● **Task goal**
Below are some entries. Copy each line that holds the string "enum".

Extracted records
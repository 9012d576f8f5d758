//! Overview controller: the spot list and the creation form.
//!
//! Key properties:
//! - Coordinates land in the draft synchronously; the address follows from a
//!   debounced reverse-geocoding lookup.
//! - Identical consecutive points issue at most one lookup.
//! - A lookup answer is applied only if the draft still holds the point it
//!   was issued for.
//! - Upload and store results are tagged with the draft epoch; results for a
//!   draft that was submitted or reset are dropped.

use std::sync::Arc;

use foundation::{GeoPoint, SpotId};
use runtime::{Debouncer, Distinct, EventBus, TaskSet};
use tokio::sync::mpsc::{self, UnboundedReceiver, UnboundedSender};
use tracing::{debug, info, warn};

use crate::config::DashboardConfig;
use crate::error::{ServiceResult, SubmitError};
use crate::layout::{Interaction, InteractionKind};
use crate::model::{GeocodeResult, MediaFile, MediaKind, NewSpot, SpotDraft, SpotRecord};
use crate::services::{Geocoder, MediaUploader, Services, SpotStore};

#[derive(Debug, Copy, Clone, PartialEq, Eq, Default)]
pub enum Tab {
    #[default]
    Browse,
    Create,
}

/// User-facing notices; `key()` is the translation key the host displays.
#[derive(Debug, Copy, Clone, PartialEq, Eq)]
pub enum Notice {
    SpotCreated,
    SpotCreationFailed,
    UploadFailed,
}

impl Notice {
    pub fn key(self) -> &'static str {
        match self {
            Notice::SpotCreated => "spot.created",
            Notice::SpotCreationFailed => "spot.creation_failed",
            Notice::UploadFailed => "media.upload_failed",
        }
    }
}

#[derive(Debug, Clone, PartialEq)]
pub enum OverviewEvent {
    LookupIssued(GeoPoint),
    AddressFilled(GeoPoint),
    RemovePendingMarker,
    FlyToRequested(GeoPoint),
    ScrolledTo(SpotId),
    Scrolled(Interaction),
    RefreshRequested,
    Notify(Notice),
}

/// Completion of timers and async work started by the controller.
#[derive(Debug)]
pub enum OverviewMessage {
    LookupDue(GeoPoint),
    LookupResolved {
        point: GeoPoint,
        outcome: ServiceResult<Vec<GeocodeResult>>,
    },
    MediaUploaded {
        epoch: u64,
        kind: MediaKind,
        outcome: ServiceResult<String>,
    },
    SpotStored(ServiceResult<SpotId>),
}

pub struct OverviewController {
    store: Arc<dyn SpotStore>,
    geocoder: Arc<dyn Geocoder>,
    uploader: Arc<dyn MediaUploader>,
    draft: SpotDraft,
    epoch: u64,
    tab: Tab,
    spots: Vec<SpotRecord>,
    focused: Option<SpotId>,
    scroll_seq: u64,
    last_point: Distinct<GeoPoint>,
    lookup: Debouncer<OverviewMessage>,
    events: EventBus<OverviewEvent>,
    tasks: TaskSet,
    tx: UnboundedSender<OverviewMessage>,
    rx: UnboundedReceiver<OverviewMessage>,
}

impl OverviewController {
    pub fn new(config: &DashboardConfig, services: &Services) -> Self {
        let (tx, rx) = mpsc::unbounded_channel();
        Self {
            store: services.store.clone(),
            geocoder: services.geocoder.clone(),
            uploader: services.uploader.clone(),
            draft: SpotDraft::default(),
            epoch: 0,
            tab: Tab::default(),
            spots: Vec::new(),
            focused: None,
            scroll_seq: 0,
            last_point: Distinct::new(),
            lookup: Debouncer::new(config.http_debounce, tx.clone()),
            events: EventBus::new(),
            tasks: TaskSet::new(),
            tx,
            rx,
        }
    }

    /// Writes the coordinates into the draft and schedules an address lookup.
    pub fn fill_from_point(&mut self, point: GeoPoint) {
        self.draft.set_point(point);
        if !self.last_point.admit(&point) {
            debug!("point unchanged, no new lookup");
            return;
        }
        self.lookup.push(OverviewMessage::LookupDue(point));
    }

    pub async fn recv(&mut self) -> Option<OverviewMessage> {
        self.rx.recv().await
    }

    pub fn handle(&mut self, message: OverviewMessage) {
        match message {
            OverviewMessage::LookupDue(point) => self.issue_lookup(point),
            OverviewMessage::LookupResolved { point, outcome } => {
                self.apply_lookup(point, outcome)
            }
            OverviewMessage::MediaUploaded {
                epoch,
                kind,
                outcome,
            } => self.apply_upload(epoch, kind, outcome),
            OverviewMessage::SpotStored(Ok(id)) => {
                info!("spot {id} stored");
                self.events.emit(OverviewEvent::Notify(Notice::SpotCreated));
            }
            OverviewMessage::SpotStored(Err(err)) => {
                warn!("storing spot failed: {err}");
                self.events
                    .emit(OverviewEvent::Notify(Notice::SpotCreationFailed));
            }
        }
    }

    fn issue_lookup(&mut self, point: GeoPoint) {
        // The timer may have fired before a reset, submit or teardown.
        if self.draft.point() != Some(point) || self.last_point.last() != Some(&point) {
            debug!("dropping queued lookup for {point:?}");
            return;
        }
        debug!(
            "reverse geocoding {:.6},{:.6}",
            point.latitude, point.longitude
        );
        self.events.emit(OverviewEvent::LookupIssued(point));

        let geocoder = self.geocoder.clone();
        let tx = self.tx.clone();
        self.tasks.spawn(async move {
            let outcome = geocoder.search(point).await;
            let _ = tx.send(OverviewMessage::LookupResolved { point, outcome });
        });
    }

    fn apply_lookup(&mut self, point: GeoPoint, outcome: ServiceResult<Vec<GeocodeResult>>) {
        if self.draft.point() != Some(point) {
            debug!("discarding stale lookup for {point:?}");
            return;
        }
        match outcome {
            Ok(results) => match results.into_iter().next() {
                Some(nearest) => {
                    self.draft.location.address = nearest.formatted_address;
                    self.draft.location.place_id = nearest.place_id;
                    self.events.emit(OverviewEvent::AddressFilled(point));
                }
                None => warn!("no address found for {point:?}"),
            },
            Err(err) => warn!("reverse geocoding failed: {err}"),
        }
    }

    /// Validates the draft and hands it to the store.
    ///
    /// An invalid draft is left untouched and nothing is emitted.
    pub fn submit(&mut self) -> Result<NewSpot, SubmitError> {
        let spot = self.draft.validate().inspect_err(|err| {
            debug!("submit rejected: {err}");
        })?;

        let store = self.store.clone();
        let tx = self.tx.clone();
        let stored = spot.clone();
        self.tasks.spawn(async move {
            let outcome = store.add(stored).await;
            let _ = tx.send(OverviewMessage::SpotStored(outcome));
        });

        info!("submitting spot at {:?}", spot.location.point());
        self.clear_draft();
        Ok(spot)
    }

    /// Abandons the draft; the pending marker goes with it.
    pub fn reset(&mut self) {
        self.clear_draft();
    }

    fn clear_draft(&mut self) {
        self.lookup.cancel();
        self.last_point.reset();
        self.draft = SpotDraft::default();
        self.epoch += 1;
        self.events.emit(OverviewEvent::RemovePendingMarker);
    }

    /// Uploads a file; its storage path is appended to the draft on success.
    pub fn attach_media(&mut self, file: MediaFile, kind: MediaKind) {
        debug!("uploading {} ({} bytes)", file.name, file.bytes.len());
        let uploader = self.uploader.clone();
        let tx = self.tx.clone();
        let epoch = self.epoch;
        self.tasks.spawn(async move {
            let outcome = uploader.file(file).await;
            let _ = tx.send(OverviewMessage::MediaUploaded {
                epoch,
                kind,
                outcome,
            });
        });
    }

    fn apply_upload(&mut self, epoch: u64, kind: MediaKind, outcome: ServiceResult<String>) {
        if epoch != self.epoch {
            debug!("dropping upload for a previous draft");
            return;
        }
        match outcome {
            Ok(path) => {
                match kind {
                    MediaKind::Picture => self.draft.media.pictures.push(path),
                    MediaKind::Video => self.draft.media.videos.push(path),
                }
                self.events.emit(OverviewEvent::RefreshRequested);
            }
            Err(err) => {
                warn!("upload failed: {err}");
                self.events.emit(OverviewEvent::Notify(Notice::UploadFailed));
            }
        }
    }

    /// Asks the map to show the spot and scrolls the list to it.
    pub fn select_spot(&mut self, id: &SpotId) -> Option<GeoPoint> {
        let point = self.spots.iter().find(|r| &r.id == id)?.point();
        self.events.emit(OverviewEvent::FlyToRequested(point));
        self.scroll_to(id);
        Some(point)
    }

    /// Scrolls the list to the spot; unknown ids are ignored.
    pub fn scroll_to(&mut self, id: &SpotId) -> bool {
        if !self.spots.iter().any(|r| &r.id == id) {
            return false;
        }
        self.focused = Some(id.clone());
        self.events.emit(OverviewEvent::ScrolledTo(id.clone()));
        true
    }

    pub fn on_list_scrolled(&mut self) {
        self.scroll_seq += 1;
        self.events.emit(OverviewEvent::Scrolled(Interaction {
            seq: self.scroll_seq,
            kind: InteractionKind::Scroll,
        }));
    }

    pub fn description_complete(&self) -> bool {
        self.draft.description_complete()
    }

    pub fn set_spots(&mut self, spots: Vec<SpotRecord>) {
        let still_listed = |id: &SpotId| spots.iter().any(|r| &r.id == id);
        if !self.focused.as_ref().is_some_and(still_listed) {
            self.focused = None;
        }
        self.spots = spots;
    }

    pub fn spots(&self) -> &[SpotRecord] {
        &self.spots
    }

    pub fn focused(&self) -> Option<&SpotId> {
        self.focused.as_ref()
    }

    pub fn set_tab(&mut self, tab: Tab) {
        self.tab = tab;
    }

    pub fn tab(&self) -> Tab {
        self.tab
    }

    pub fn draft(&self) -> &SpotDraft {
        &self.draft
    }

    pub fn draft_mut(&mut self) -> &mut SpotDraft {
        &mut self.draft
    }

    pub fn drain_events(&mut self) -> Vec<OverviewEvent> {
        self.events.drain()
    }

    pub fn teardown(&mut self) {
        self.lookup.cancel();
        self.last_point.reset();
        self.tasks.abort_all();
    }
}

● **Answer to this exercise**
pub enum Tab {
pub enum Notice {
pub enum OverviewEvent {
pub enum OverviewMessage {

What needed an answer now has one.